Old Navigation Difference Settled.

An old difference between the Richelieu & Ontario Navigation company and the New York Central Lines, has been adjusted, and this year St. Lawrence river passengers will be ticketed through by the shortest possible line.

The R. & O. steamers have been running from Toronto over to Charlotte, and then taking the course down the St. Lawrence, for about 800 miles. Up to this year the N.Y.C. has refused to sell tickets through Charlotte. It has either sold to Toronto or to Thousand Islands, to both of which places it has had its own lines. It has a line to Charlotte, also, but that has been a short route out of which the railroad did not get as much revenue as in other places. By taking the boat at Charlotte, however, the passengers get the benefit of the best scenery at the lower end of Ontario, and at the same time have more than a half a day in travelling. This year the New York Central has raised the embarge on Charlotte and permitted the sale of tickets through that point.

The R. & O. company also has made a change in its method of doing business. In returning from St. Lawrence river the canals have been used, instead of the rapids, and this made for slower time. Ot offset this lack of speed the company gave meals and berths free on the return trip. This year it has been decided to charge for the berths, although the meals still are given free.

Marine Notes.

The schooner Granger cleared for Bath with lumber and salt.

The steamer Aletha will likely make her Picton trip the first of next week.

The schooner Senator was sold at marshall's sale at Sturgeon Bay for $20.

The steamer New Island Wanderer goes on her run, Clayton to Thousand Islands, Sunday.

The schooner Kalkins, Capt. Shaw, expects to clear today for Oswego, for a cargo of coal for Sowards.

The steamer Turbinia of the Hamilton Steamboat company is due here May 1st, to enter the government dry dock.

Steamer Wolfe Islander brought a number from Amherst Island to the city yesterday morning, making a return trip in the afternoon.

The steambarge Navajo arrived from Sodus with slack for the knitting mill. She will load feldspar at Richardsons' wharf for Charlotte.

The S.S. Neepawah, now in the dry dock, is having a new plate put on her hull, and a new wale along her side. She will leave early next week.

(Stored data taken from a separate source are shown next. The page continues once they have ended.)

//! Snapshot-at-the-beginning buffers.
//!
//! Mutators record overwritten references (or, in incremental-update mode,
//! newly stored ones) into a thread-local buffer. Full buffers are handed
//! to a shared queue that marking workers drain.

use crossbeam_queue::SegQueue;

/// Completed SATB buffers shared by all threads.
#[derive(Debug)]
pub struct SatbQueueSet {
    completed: SegQueue<Vec<usize>>,
    buffer_size: usize,
}

impl SatbQueueSet {
    /// Queue set handing off thread buffers of `buffer_size` entries.
    #[must_use]
    pub fn new(buffer_size: usize) -> Self {
        Self {
            completed: SegQueue::new(),
            buffer_size: buffer_size.max(1),
        }
    }

    /// Records `addr` in `buffer`, publishing the buffer once it is full.
    #[inline]
    pub fn enqueue(&self, buffer: &mut Vec<usize>, addr: usize) {
        if buffer.capacity() == 0 {
            buffer.reserve_exact(self.buffer_size);
        }
        buffer.push(addr);
        if buffer.len() >= self.buffer_size {
            self.flush(buffer);
        }
    }

    /// Publishes a partially filled buffer.
    pub fn flush(&self, buffer: &mut Vec<usize>) {
        if !buffer.is_empty() {
            self.completed.push(std::mem::take(buffer));
        }
    }

    /// Whether completed buffers are waiting.
    #[must_use]
    pub fn has_completed(&self) -> bool {
        !self.completed.is_empty()
    }

    /// Pops one completed buffer and feeds its entries to `f`. Returns
    /// `false` when nothing was queued.
    pub fn drain_one(&self, mut f: impl FnMut(usize)) -> bool {
        let Some(buffer) = self.completed.pop() else {
            return false;
        };
        buffer.into_iter().for_each(&mut f);
        true
    }

    /// Drains every completed buffer.
    pub fn drain_all(&self, mut f: impl FnMut(usize)) {
        while self.drain_one(&mut f) {}
    }

    /// Drops every completed buffer.
    pub fn abandon(&self) {
        while self.completed.pop().is_some() {}
    }
}

#[cfg(test)]
mod tests {
    use super::*;

    #[test]
    fn test_full_buffer_is_published() {
        let set = SatbQueueSet::new(4);
        let mut local = Vec::new();
        for i in 0..3 {
            set.enqueue(&mut local, 0x1000 + i * 16);
        }
        assert!(!set.has_completed());
        set.enqueue(&mut local, 0x2000);
        assert!(set.has_completed());
        assert!(local.is_empty());

        let mut seen = Vec::new();
        set.drain_all(|a| seen.push(a));
        assert_eq!(seen, vec![0x1000, 0x1010, 0x1020, 0x2000]);
    }

    #[test]
    fn test_flush_and_abandon() {
        let set = SatbQueueSet::new(16);
        let mut local = vec![1, 2];
        set.flush(&mut local);
        set.flush(&mut local);
        assert!(set.has_completed());
        set.abandon();
        assert!(!set.drain_one(|_| {}));
    }
}
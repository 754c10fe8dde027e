//! The collection set: regions chosen for evacuation this cycle.
//!
//! Built at final mark under the heap lock and read concurrently through
//! the membership map (barrier fast path) and the claim cursor
//! (evacuation workers).

use std::sync::atomic::{AtomicBool, AtomicUsize, Ordering};

use parking_lot::RwLock;

/// Membership map plus an ordered region list with a claim cursor.
#[derive(Debug)]
pub struct CollectionSet {
    map: Box<[AtomicBool]>,
    regions: RwLock<Vec<usize>>,
    cursor: AtomicUsize,
    young_live_bytes: AtomicUsize,
    old_live_bytes: AtomicUsize,
    old_regions: AtomicUsize,
}

impl CollectionSet {
    /// Empty set over `region_count` regions.
    #[must_use]
    pub fn new(region_count: usize) -> Self {
        Self {
            map: (0..region_count).map(|_| AtomicBool::new(false)).collect(),
            regions: RwLock::new(Vec::new()),
            cursor: AtomicUsize::new(0),
            young_live_bytes: AtomicUsize::new(0),
            old_live_bytes: AtomicUsize::new(0),
            old_regions: AtomicUsize::new(0),
        }
    }

    /// Whether region `index` is in the set.
    #[inline]
    #[must_use]
    pub fn contains(&self, index: usize) -> bool {
        self.map[index].load(Ordering::Acquire)
    }

    /// Adds a region with its estimated live bytes.
    pub(crate) fn add(&self, index: usize, live_bytes: usize, old: bool) {
        debug_assert!(!self.contains(index));
        self.map[index].store(true, Ordering::Release);
        self.regions.write().push(index);
        if old {
            self.old_live_bytes.fetch_add(live_bytes, Ordering::Relaxed);
            self.old_regions.fetch_add(1, Ordering::Relaxed);
        } else {
            self.young_live_bytes.fetch_add(live_bytes, Ordering::Relaxed);
        }
    }

    /// Empties the set.
    pub(crate) fn clear(&self) {
        let mut regions = self.regions.write();
        for &index in regions.iter() {
            self.map[index].store(false, Ordering::Release);
        }
        regions.clear();
        self.cursor.store(0, Ordering::Release);
        self.young_live_bytes.store(0, Ordering::Relaxed);
        self.old_live_bytes.store(0, Ordering::Relaxed);
        self.old_regions.store(0, Ordering::Relaxed);
    }

    /// Claims the next unclaimed region.
    pub fn claim_next(&self) -> Option<usize> {
        let regions = self.regions.read();
        let i = self.cursor.fetch_add(1, Ordering::AcqRel);
        regions.get(i).copied()
    }

    /// Rewinds the claim cursor so the set can be walked again.
    pub(crate) fn reset_cursor(&self) {
        self.cursor.store(0, Ordering::Release);
    }

    /// Regions in selection order.
    #[must_use]
    pub fn regions(&self) -> Vec<usize> {
        self.regions.read().clone()
    }

    /// Number of regions.
    #[must_use]
    pub fn len(&self) -> usize {
        self.regions.read().len()
    }

    /// Whether the set is empty.
    #[must_use]
    pub fn is_empty(&self) -> bool {
        self.len() == 0
    }

    /// Estimated live bytes of young regions in the set.
    #[must_use]
    pub fn young_live_bytes(&self) -> usize {
        self.young_live_bytes.load(Ordering::Relaxed)
    }

    /// Estimated live bytes of old regions in the set.
    #[must_use]
    pub fn old_live_bytes(&self) -> usize {
        self.old_live_bytes.load(Ordering::Relaxed)
    }

    /// Whether the set holds old regions (a mixed collection).
    #[must_use]
    pub fn has_old_regions(&self) -> bool {
        self.old_regions.load(Ordering::Relaxed) > 0
    }
}
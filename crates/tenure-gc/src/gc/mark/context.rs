//! Marking context: the mark bitmap plus per-region top-at-mark-start.
//!
//! Young and old marking share one bitmap. A region belongs to exactly one
//! generation, so each marking only clears and reads the bits of its own
//! regions. Objects at or above a region's TAMS were allocated after the
//! marking started and count as live without a bit.

use std::sync::atomic::{AtomicBool, AtomicUsize, Ordering};

use super::bitmap::MarkBitmap;
use crate::heap::object::{ObjRef, WORD_SIZE};
use crate::heap::region::HeapRegion;

/// Per-heap marking state.
#[derive(Debug)]
pub struct MarkingContext {
    bitmap: MarkBitmap,
    tams: Box<[AtomicUsize]>,
    base: usize,
    region_shift: u32,
    young_complete: AtomicBool,
    old_complete: AtomicBool,
}

impl MarkingContext {
    /// Context covering `region_count` regions of `1 << region_shift` bytes.
    #[must_use]
    pub fn new(base: usize, region_shift: u32, region_count: usize) -> Self {
        Self {
            bitmap: MarkBitmap::new(base, region_count << region_shift),
            tams: (0..region_count)
                .map(|i| AtomicUsize::new(base + (i << region_shift)))
                .collect(),
            base,
            region_shift,
            young_complete: AtomicBool::new(false),
            old_complete: AtomicBool::new(false),
        }
    }

    #[inline]
    const fn region_of(&self, addr: usize) -> usize {
        (addr - self.base) >> self.region_shift
    }

    /// The underlying bitmap.
    #[must_use]
    pub const fn bitmap(&self) -> &MarkBitmap {
        &self.bitmap
    }

    /// Top-at-mark-start of region `index`.
    #[inline]
    #[must_use]
    pub fn tams(&self, index: usize) -> usize {
        self.tams[index].load(Ordering::Acquire)
    }

    /// Records the current top as TAMS. Pause only.
    pub fn capture_tams(&self, region: &HeapRegion) {
        self.tams[region.index()].store(region.top(), Ordering::Release);
    }

    /// Resets TAMS to bottom so every object in the region counts as live.
    pub fn reset_tams(&self, region: &HeapRegion) {
        self.tams[region.index()].store(region.bottom(), Ordering::Release);
    }

    /// Clears the region's bits.
    pub fn clear_bitmap(&self, region: &HeapRegion) {
        self.bitmap.clear_range(region.bottom(), region.end());
    }

    /// Whether the region has no marks below TAMS.
    #[must_use]
    pub fn is_bitmap_clear(&self, region: &HeapRegion) -> bool {
        self.bitmap.is_clear_range(region.bottom(), region.end())
    }

    /// Whether `obj` is marked or was allocated after marking started.
    #[inline]
    #[must_use]
    pub fn is_marked(&self, obj: ObjRef) -> bool {
        let addr = obj.addr();
        addr >= self.tams(self.region_of(addr)) || self.bitmap.is_marked(addr)
    }

    /// Whether `obj` lies above its region's TAMS.
    #[inline]
    #[must_use]
    pub fn allocated_after_mark_start(&self, obj: ObjRef) -> bool {
        obj.addr() >= self.tams(self.region_of(obj.addr()))
    }

    /// Marks `obj`. Returns `true` only for the call that set the bit;
    /// objects above TAMS are never marked explicitly.
    #[inline]
    pub fn mark(&self, obj: ObjRef) -> bool {
        let addr = obj.addr();
        if addr >= self.tams(self.region_of(addr)) {
            return false;
        }
        self.bitmap.mark(addr)
    }

    /// Visits every live object of `region` that starts below `limit`:
    /// marked objects below TAMS, then every non-filler object between
    /// TAMS and `limit`. The area above TAMS must be parseable.
    pub fn for_each_live(&self, region: &HeapRegion, limit: usize, mut f: impl FnMut(ObjRef)) {
        let tams = self.tams(region.index()).min(limit);
        let mut cursor = region.bottom();
        while let Some(addr) = self.bitmap.next_marked(cursor, tams) {
            let Some(obj) = ObjRef::from_raw(addr) else {
                break;
            };
            cursor = obj.end();
            f(obj);
        }
        walk_objects(tams, limit, f);
    }

    /// Whether the young (or global) marking finished.
    #[must_use]
    pub fn is_young_complete(&self) -> bool {
        self.young_complete.load(Ordering::Acquire)
    }

    /// Whether the old marking finished and its bits are usable.
    #[must_use]
    pub fn is_old_complete(&self) -> bool {
        self.old_complete.load(Ordering::Acquire)
    }

    pub(crate) fn set_young_complete(&self, complete: bool) {
        self.young_complete.store(complete, Ordering::Release);
    }

    pub(crate) fn set_old_complete(&self, complete: bool) {
        self.old_complete.store(complete, Ordering::Release);
    }
}

/// Parses `[from, to)` object by object, skipping fillers.
pub(crate) fn walk_objects(from: usize, to: usize, mut f: impl FnMut(ObjRef)) {
    let mut cursor = from;
    while cursor < to {
        let Some(obj) = ObjRef::from_raw(cursor) else {
            break;
        };
        let layout = obj.layout();
        cursor += layout.size_words() * WORD_SIZE;
        if !layout.is_filler() {
            f(obj);
        }
    }
}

The steamer Niagara has opened the Bay of Quinte from Picton to Cressy, and as boats from the city can make Amherst Island it should be but the matter of a day or two before the Bay of Quinte is open.

The life-saving station at Charlotte is open. Captain G.M. Gray will be in charge and will have under his command a crew made up as follows: L.D. Seymour, J.C. Sheldon, W.H. Jackson, D.W. Wilcox, H.G. Brewer, W.H. Davis, G. Gilbert and John Smith.

p.8 Incidents of the Day - Capt. Palmateer came down from Picton Thursday to take up the steamer Jessie Bain which is expected to commence running on the Napanee-Deseronto-Picton route on Monday.

p.12 South Bay, April 9th - The yacht Ripple is about to make a start, waiting for the ice to leave the bay. Her first sail will be to Kingston for gasoline and salt. The Jane Gunion starts for Buffalo in a few days with ice. Capt. David Wright will take charge. James McIntosh has gone to Kingston, today, to act as mate with Capt. Shaw.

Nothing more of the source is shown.